--- Task input ---
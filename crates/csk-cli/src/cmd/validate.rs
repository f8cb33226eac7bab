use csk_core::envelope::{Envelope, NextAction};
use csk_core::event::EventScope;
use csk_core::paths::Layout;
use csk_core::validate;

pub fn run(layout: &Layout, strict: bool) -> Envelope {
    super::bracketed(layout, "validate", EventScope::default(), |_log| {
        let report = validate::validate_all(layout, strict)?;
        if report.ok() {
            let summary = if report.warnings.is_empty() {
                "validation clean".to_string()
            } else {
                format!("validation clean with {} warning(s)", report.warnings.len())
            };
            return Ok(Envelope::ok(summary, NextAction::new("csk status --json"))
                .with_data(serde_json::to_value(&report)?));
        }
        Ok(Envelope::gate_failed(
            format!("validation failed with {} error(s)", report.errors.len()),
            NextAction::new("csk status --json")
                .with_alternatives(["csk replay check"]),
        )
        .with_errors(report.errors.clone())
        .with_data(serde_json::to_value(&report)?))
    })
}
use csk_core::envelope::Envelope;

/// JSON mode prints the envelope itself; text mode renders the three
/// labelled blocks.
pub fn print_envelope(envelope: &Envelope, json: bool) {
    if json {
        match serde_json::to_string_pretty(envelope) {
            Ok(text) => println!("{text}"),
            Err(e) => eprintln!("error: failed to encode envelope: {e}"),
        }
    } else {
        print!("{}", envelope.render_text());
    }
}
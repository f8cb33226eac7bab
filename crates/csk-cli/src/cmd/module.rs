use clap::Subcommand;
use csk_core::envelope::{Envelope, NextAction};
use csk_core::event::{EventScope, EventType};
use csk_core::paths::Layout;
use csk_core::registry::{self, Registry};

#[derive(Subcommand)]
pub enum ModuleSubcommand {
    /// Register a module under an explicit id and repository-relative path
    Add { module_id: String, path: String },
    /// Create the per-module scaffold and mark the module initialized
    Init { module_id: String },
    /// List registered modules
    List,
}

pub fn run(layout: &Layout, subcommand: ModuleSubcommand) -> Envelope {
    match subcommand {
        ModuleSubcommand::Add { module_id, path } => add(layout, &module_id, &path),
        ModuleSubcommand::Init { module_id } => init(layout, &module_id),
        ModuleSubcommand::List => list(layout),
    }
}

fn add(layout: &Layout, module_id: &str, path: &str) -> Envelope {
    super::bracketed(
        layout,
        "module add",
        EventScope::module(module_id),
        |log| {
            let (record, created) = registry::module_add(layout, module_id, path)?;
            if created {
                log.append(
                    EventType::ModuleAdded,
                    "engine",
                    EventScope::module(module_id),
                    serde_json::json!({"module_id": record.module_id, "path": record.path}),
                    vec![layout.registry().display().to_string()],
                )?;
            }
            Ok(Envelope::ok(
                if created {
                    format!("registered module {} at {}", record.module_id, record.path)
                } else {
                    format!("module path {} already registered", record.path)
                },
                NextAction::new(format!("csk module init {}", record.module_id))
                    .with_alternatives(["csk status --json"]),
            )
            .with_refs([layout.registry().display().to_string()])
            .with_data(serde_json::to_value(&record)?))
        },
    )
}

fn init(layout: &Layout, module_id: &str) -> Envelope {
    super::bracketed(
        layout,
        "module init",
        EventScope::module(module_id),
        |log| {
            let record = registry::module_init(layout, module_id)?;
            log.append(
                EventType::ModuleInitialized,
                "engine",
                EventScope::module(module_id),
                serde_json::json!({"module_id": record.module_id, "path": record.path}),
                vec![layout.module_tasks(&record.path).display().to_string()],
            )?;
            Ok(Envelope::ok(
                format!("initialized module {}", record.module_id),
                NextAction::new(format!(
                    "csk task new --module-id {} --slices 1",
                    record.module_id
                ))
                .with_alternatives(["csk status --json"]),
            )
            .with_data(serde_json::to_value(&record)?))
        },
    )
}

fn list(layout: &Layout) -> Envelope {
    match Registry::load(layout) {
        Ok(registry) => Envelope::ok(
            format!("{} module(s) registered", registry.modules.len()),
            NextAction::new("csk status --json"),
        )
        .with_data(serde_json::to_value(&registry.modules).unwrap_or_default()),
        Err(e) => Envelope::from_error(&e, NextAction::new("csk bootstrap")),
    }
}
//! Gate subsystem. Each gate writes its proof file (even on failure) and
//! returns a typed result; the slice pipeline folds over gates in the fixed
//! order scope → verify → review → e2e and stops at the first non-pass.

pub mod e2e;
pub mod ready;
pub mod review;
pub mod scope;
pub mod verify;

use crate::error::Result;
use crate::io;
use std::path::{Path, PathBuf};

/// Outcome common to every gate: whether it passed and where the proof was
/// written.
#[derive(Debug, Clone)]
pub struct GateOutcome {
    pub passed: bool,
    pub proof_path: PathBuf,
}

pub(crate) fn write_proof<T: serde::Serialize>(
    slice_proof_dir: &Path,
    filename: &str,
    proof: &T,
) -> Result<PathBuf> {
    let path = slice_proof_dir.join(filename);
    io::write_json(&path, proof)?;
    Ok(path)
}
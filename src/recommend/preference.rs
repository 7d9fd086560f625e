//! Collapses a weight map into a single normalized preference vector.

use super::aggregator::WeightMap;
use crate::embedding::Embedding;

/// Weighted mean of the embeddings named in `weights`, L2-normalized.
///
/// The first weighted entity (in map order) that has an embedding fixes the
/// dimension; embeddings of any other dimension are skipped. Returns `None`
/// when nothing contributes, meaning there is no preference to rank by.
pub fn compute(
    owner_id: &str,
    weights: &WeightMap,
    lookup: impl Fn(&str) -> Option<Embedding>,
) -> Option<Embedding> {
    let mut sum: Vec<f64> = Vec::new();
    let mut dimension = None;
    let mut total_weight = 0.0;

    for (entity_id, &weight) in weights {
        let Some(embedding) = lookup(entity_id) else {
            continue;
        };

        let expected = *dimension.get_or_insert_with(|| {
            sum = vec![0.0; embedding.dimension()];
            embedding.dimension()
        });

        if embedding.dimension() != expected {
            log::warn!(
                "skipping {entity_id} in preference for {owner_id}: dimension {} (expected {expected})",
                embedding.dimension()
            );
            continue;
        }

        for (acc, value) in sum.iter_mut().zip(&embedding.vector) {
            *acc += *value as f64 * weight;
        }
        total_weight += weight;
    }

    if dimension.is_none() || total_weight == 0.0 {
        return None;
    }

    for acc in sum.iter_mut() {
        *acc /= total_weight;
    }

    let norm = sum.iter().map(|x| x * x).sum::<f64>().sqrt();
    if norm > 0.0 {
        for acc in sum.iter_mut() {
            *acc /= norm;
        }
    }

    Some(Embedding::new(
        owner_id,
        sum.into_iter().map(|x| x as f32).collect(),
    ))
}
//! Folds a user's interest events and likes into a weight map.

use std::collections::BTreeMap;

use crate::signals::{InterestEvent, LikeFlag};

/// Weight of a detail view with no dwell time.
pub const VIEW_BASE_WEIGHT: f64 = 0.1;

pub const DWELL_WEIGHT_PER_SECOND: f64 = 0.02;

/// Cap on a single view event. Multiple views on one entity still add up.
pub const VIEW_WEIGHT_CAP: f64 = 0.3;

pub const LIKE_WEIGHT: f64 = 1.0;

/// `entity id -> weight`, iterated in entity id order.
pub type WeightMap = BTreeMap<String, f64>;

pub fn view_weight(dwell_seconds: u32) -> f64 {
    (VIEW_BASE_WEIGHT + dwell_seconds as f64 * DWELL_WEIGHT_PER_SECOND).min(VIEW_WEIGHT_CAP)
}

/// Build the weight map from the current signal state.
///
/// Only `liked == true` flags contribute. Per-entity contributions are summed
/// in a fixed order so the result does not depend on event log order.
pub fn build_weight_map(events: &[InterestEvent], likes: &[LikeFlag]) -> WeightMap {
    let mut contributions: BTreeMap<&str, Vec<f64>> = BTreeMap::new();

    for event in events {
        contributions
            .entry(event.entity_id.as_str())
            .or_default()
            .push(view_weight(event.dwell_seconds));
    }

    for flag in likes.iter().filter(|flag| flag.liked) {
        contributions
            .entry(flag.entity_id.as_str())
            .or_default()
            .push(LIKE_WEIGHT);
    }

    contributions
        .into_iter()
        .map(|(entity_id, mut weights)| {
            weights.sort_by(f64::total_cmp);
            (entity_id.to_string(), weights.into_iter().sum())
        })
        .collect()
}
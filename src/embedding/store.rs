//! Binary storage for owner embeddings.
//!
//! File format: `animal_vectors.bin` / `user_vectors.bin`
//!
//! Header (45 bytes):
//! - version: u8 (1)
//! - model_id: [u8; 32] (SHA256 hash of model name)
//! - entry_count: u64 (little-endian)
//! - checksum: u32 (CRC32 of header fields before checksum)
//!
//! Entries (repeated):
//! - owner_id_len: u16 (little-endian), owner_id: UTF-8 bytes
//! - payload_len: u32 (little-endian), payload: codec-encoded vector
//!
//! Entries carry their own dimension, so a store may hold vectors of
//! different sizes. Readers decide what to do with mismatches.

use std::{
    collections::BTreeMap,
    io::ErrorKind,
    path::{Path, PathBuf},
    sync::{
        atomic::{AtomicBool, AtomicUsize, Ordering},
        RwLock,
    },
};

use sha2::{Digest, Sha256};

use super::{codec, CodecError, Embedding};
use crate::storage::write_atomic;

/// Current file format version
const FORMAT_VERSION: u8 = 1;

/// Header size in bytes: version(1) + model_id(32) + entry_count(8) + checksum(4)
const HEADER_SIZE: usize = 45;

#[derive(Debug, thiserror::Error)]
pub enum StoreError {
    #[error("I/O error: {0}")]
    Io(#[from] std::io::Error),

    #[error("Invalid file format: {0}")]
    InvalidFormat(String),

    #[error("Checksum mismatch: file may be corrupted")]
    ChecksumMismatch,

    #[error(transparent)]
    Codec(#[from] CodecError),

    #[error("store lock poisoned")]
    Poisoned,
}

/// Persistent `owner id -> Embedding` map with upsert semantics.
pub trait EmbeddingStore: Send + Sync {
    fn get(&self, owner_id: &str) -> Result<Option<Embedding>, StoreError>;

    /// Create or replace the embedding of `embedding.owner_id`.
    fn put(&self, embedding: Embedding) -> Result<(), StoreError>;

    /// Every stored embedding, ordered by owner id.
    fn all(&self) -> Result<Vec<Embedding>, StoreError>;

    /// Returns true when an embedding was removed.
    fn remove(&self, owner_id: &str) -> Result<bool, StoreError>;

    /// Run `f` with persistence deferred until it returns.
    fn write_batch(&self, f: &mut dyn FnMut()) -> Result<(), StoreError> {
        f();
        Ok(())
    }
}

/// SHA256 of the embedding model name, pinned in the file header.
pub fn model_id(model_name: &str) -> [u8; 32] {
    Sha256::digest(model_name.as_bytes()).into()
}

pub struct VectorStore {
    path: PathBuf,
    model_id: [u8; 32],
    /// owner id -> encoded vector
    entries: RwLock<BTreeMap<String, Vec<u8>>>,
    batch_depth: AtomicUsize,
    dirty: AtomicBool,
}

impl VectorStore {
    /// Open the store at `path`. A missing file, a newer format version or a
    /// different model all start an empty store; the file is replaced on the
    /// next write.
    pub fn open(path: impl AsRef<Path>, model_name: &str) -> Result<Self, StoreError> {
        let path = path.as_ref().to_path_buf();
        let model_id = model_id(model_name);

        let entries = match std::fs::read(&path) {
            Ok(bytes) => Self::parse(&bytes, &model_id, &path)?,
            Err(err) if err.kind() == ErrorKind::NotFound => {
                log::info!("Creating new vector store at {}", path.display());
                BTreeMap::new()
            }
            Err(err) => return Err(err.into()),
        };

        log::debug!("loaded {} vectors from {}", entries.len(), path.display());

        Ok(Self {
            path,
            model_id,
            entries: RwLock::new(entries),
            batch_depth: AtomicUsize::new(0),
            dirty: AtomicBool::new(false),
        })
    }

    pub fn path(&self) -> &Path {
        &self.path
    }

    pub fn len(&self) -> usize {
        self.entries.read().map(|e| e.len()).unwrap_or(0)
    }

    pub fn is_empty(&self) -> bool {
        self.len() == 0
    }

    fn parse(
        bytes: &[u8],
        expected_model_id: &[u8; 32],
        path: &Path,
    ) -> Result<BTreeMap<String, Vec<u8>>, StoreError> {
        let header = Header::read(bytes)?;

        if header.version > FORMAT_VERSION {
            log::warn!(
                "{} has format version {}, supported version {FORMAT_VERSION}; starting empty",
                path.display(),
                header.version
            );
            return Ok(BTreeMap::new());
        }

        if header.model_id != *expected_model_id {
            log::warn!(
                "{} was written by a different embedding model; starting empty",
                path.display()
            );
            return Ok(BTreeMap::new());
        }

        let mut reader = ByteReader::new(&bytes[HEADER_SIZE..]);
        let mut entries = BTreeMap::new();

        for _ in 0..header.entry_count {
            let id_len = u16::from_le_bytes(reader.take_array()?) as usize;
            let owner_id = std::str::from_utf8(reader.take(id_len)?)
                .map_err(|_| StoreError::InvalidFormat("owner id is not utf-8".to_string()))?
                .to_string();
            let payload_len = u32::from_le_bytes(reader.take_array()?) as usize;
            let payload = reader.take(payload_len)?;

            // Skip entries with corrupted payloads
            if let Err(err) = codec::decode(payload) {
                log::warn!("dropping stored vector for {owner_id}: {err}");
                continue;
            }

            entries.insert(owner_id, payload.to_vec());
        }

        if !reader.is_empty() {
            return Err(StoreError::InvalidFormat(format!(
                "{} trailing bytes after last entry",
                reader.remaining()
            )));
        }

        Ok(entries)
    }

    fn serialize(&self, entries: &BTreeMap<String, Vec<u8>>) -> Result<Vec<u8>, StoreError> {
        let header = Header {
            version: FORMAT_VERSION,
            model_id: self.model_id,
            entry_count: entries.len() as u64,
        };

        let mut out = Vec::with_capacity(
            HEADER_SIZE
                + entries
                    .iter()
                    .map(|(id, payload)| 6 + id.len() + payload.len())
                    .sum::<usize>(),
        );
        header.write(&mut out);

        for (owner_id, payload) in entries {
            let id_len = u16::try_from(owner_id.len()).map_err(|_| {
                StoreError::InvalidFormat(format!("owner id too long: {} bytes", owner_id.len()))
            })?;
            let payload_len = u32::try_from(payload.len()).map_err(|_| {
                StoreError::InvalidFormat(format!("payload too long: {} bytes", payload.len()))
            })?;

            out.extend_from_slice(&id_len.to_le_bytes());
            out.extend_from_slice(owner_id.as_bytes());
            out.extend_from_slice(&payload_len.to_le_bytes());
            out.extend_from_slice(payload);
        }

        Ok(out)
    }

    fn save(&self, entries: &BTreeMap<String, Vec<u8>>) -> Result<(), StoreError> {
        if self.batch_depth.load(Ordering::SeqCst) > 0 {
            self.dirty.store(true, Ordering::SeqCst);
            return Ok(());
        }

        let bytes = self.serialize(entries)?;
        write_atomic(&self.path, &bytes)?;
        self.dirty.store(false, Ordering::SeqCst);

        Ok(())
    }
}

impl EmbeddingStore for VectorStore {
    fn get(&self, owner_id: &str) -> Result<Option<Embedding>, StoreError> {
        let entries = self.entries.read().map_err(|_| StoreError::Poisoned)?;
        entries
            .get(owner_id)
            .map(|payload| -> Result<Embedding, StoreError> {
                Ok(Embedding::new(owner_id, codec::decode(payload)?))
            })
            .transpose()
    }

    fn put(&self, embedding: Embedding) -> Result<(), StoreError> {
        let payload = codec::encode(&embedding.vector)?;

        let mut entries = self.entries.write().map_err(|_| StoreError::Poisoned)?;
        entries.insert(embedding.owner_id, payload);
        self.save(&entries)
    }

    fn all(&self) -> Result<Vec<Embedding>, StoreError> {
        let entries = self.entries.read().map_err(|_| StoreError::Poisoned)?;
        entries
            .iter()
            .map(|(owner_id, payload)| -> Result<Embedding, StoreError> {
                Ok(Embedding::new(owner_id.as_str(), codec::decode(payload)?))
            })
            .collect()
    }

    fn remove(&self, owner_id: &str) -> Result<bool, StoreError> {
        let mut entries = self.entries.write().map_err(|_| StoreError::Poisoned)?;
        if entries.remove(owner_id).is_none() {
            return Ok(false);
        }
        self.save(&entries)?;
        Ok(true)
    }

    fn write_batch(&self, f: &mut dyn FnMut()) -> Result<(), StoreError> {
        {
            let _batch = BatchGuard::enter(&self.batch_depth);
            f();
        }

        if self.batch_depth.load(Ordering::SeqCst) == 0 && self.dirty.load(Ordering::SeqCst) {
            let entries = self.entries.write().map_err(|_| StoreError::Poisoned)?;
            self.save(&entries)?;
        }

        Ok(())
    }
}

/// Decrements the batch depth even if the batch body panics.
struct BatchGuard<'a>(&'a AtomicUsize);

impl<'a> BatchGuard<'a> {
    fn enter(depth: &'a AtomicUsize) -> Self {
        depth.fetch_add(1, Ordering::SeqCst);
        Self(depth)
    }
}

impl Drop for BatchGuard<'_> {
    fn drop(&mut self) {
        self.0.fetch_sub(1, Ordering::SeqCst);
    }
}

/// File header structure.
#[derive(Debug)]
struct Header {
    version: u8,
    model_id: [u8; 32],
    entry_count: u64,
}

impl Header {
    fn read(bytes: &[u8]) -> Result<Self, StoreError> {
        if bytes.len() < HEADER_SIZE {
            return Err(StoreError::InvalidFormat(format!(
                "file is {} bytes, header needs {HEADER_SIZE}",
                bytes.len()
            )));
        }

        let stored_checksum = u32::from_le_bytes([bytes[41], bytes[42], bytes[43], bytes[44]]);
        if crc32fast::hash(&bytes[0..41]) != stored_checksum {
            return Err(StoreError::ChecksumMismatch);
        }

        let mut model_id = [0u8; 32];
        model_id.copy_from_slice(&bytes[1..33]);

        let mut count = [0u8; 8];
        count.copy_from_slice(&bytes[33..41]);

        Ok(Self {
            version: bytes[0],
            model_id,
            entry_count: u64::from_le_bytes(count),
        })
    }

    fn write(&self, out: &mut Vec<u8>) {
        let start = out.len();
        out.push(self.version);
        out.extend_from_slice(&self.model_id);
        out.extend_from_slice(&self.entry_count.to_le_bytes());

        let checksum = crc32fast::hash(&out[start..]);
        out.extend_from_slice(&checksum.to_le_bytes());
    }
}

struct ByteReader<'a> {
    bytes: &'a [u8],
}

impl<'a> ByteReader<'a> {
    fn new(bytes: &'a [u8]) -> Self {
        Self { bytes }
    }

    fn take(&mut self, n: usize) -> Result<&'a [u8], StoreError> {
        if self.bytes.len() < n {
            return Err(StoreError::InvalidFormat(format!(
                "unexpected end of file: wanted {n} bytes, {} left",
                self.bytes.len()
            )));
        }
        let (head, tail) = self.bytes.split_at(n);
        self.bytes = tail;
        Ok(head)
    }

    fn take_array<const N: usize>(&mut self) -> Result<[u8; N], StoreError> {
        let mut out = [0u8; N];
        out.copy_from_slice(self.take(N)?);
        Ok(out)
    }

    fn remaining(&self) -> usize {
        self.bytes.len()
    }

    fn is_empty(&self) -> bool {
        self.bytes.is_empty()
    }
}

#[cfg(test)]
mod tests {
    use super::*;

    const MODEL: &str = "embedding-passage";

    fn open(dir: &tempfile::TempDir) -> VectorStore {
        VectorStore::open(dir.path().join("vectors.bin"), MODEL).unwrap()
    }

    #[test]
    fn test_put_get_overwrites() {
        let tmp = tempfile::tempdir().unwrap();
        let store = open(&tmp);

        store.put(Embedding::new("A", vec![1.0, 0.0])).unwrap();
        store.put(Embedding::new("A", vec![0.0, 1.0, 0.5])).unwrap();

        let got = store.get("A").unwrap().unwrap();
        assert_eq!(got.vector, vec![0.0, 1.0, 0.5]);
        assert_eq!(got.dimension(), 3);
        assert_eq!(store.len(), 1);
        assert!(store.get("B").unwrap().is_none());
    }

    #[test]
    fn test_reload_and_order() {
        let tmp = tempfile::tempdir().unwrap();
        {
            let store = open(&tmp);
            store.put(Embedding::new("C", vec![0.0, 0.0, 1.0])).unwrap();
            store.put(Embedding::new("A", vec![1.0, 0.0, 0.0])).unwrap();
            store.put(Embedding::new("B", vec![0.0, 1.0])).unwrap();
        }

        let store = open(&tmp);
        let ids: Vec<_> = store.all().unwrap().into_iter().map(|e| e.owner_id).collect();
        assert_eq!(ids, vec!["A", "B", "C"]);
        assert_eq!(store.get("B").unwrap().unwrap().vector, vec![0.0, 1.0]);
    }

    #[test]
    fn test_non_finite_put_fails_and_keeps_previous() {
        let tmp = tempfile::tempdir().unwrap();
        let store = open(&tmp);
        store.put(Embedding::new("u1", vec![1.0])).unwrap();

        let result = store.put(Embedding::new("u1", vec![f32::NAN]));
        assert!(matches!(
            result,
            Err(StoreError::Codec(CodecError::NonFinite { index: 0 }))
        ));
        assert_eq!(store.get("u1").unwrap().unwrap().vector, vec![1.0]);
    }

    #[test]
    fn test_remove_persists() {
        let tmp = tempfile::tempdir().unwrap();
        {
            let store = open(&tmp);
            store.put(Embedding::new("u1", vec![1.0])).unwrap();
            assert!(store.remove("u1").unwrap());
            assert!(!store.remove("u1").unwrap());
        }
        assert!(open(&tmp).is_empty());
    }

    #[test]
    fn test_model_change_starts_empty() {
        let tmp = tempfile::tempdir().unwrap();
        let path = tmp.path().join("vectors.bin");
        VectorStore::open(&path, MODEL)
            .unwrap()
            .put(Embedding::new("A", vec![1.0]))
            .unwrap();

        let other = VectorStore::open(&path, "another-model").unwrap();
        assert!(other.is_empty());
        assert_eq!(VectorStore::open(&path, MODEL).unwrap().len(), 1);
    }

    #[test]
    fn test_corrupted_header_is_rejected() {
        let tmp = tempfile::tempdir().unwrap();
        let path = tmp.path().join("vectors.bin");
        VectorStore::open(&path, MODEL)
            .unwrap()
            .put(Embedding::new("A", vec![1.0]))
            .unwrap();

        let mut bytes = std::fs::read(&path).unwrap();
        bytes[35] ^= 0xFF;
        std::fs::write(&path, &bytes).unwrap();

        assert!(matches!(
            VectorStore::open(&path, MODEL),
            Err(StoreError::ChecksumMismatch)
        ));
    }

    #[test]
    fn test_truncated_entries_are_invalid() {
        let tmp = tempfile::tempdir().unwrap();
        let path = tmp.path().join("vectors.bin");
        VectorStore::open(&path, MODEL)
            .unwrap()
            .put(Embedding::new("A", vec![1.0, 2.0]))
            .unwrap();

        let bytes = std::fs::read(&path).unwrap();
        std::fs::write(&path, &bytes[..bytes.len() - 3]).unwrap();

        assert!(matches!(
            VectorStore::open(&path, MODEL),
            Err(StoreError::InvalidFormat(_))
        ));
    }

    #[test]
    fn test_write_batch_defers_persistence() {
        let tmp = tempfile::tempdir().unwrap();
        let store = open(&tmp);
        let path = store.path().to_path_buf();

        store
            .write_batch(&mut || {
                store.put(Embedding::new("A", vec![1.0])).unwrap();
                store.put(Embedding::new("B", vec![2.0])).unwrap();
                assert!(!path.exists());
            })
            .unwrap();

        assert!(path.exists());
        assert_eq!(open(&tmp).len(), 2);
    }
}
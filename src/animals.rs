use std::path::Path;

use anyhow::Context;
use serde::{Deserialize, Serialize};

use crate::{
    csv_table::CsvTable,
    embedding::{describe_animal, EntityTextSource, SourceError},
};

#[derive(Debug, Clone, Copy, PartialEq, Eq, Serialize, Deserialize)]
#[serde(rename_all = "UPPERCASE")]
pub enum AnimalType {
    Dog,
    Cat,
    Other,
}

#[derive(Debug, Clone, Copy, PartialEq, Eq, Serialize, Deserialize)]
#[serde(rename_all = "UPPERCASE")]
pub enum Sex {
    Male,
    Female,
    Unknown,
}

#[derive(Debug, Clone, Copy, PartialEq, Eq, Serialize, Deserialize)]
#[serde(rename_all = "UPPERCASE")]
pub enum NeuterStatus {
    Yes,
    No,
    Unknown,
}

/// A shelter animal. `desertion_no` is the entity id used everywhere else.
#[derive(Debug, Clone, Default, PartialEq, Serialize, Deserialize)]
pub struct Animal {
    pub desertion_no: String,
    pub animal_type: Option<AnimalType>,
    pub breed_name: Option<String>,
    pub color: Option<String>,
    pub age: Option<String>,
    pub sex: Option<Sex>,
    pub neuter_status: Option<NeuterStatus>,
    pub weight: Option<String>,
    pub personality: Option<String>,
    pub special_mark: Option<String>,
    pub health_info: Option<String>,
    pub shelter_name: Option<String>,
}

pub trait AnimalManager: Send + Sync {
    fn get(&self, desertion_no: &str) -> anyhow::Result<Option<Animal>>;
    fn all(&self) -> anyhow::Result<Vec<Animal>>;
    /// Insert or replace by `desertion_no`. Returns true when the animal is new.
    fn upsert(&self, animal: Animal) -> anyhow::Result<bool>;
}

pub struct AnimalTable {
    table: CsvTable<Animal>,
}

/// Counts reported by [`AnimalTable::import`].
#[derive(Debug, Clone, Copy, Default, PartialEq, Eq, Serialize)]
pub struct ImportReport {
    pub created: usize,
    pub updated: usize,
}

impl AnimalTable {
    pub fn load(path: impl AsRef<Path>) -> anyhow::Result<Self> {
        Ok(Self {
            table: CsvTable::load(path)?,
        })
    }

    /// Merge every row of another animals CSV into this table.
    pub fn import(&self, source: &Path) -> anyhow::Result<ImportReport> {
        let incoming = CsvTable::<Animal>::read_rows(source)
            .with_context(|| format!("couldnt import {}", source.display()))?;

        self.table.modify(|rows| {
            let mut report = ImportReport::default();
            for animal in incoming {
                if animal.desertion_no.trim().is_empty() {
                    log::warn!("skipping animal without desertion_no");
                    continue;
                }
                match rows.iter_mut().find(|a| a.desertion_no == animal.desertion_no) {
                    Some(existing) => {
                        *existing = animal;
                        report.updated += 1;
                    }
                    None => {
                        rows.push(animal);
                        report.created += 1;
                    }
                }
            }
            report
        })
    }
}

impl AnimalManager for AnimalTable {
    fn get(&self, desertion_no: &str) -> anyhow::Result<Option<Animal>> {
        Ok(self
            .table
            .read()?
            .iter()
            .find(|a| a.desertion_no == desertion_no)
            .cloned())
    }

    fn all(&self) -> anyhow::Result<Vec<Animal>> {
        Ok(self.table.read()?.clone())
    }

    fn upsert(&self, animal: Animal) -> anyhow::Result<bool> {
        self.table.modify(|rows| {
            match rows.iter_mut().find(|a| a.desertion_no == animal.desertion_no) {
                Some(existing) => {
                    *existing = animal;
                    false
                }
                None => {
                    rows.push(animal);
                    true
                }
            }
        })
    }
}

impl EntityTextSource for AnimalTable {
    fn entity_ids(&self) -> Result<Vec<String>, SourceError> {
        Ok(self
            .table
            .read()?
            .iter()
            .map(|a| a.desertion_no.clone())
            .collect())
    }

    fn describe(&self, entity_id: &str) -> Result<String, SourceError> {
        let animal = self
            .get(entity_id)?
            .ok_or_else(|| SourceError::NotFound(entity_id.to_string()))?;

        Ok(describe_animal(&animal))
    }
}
---
- Exercise:
The first line of the data, the line with "use csk_core::validate;", and all lines in between are to be copied exactly. Leave out everything else.

- Exercise answer:
filename crates/csk-cli/src/cmd/validate.rs
repository f8cb33226eac7bab
use csk_core::envelope::{Envelope, NextAction};
use csk_core::event::EventScope;
use csk_core::paths::Layout;
use csk_core::validate;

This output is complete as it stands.